Outro dia, um executivo me perguntou em que medida trazer aspectos pessoais para a empresa ajudava de fato no seu trabalho. Sem pensar muito, minha resposta veio em duas partes: primeiro, que essa mistura entre mundo pessoal e o mundo do trabalho era um tremendo de um presente, pois nos acostumamos a viver como se essas duas pessoas – a que trabalha e a que tem uma vida fora do trabalho – fossem de fato duas pessoas. O nome técnico para alguém que vive como se fosse mais de uma pessoa é esquizofrenia. E isso é uma doença. O segundo aspecto é que, ao se permitir que a vida pessoal invada a vida do trabalho – a exemplo do inverso, que sempre foi mais comumente aceito -, nos humanizamos.

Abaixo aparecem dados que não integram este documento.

//! The protected-call abstraction shared by every pipeline stage.

use std::sync::Arc;

use async_trait::async_trait;
use serde_json::Value;

use crate::client::{ServiceClient, ServiceRequest};
use crate::resilience::error::ResilienceError;

/// One stage of a protected call. Stages wrap each other and keep the same
/// signature, so retry, breaker and adapter compose in any order.
#[async_trait]
pub trait Call: Send + Sync {
    async fn call(&self, request: &ServiceRequest) -> Result<Value, ResilienceError>;
}

#[async_trait]
impl<C: Call + ?Sized> Call for Arc<C> {
    async fn call(&self, request: &ServiceRequest) -> Result<Value, ResilienceError> {
        (**self).call(request).await
    }
}

#[async_trait]
impl<C: Call + ?Sized> Call for Box<C> {
    async fn call(&self, request: &ServiceRequest) -> Result<Value, ResilienceError> {
        (**self).call(request).await
    }
}

/// Innermost stage: a single attempt against the service client.
pub struct AdapterStage {
    client: Arc<dyn ServiceClient>,
}

impl AdapterStage {
    pub fn new(client: Arc<dyn ServiceClient>) -> Self {
        Self { client }
    }
}

#[async_trait]
impl Call for AdapterStage {
    async fn call(&self, request: &ServiceRequest) -> Result<Value, ResilienceError> {
        self.client
            .call(request)
            .await
            .map_err(|source| ResilienceError::service(self.client.dependency(), source))
    }
}
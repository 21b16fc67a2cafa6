//! In-process cache backend.

use std::sync::Arc;

use async_trait::async_trait;
use dashmap::DashMap;

use crate::cache::{CacheBackend, CacheEntry, CacheError};

/// A thread-safe map of fingerprint → entry.
#[derive(Clone, Default)]
pub struct MemoryCache {
    entries: Arc<DashMap<String, CacheEntry>>,
}

impl MemoryCache {
    pub fn new() -> Self {
        Self::default()
    }
}

#[async_trait]
impl CacheBackend for MemoryCache {
    async fn get(&self, key: &str) -> Result<Option<CacheEntry>, CacheError> {
        Ok(self.entries.get(key).map(|r| r.value().clone()))
    }

    async fn put(&self, entry: CacheEntry) -> Result<(), CacheError> {
        self.entries.insert(entry.key.clone(), entry);
        Ok(())
    }

    async fn remove(&self, key: &str) -> Result<(), CacheError> {
        self.entries.remove(key);
        Ok(())
    }

    fn len(&self) -> usize {
        self.entries.len()
    }

    fn purge_expired(&self) -> usize {
        let before = self.entries.len();
        self.entries.retain(|_, entry| !entry.is_expired());
        let purged = before.saturating_sub(self.entries.len());
        if purged > 0 {
            tracing::debug!(purged, remaining = self.entries.len(), "Purged expired cache entries");
        }
        purged
    }
}
//! Metrics collection and exposition.
//!
//! # Metrics
//! - `resilience_calls_total` (counter): operations by dependency and outcome
//! - `resilience_retries_total` (counter): retries by dependency and error kind
//! - `resilience_breaker_transitions_total` (counter): transitions by target state
//! - `resilience_short_circuits_total` (counter): calls rejected by an open breaker
//! - `resilience_cache_lookups_total` (counter): hits, misses and backend errors
//! - `resilience_fallbacks_total` (counter): degraded results by operation
//! - `resilience_dependency_health` (gauge): 0=healthy, 1=degraded, 2=unhealthy
//!
//! # Design Decisions
//! - Recording is a no-op until `init_metrics` installs the Prometheus recorder
//! - Labels are dependency ids and small fixed vocabularies only

use std::net::SocketAddr;

use metrics_exporter_prometheus::PrometheusBuilder;

/// Install the Prometheus recorder and its scrape endpoint.
pub fn init_metrics(addr: SocketAddr) {
    match PrometheusBuilder::new().with_http_listener(addr).install() {
        Ok(()) => tracing::info!(address = %addr, "Metrics endpoint listening"),
        Err(e) => tracing::error!(address = %addr, error = %e, "Failed to install metrics exporter"),
    }
}

pub fn record_call(dependency: &str, outcome: &'static str) {
    metrics::counter!(
        "resilience_calls_total",
        "dependency" => dependency.to_string(),
        "outcome" => outcome
    )
    .increment(1);
}

pub fn record_retry(dependency: &str, kind: &'static str) {
    metrics::counter!(
        "resilience_retries_total",
        "dependency" => dependency.to_string(),
        "kind" => kind
    )
    .increment(1);
}

pub fn record_breaker_transition(dependency: &str, to: &'static str) {
    metrics::counter!(
        "resilience_breaker_transitions_total",
        "dependency" => dependency.to_string(),
        "to" => to
    )
    .increment(1);
}

pub fn record_short_circuit(dependency: &str) {
    metrics::counter!("resilience_short_circuits_total", "dependency" => dependency.to_string()).increment(1);
}

pub fn record_cache_lookup(result: &'static str) {
    metrics::counter!("resilience_cache_lookups_total", "result" => result).increment(1);
}

pub fn record_fallback(operation: &str, reason: &'static str) {
    metrics::counter!(
        "resilience_fallbacks_total",
        "operation" => operation.to_string(),
        "reason" => reason
    )
    .increment(1);
}

pub fn record_dependency_health(dependency: &str, level: u8) {
    metrics::gauge!("resilience_dependency_health", "dependency" => dependency.to_string()).set(f64::from(level));
}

Nos despimos de nossas capas de super heróis, os profissionais infalíveis que, ao vestir a camisa da empresa, acreditamos ser e nos mostramos como somos, pessoas. Esta foi a deixa para este executivo se abrir para o grupo que estava realizando esse workshop facilitado por mim e um colega e dizer que havia passado uma noite em claro, pois seu pai estava muito doente no hospital e ele estava com o peito apertado de medo com o que poderia acontecer. De repente, todos nos emocionamos com essa história, que era dele, mas que, a partir daquele momento, era também de todos nós, que, em algum momento de nossas vidas, sentimos esse aperto no peito e sabemos o bem que faz quando podemos compartilhá-lo com quem nos entende sem precisar de grandes explicações.
É por isso que digo e repito: chega de uma vez por todas dessa ideia estapafúrdia de distanciamento social! Agora, sobre o distanciamento físico, a regra é clara e precisa ser mantida até que, eventualmente, uma vacina ou algum outro evento nos imunize: 1,5 metros de distância e não se fala mais nisso.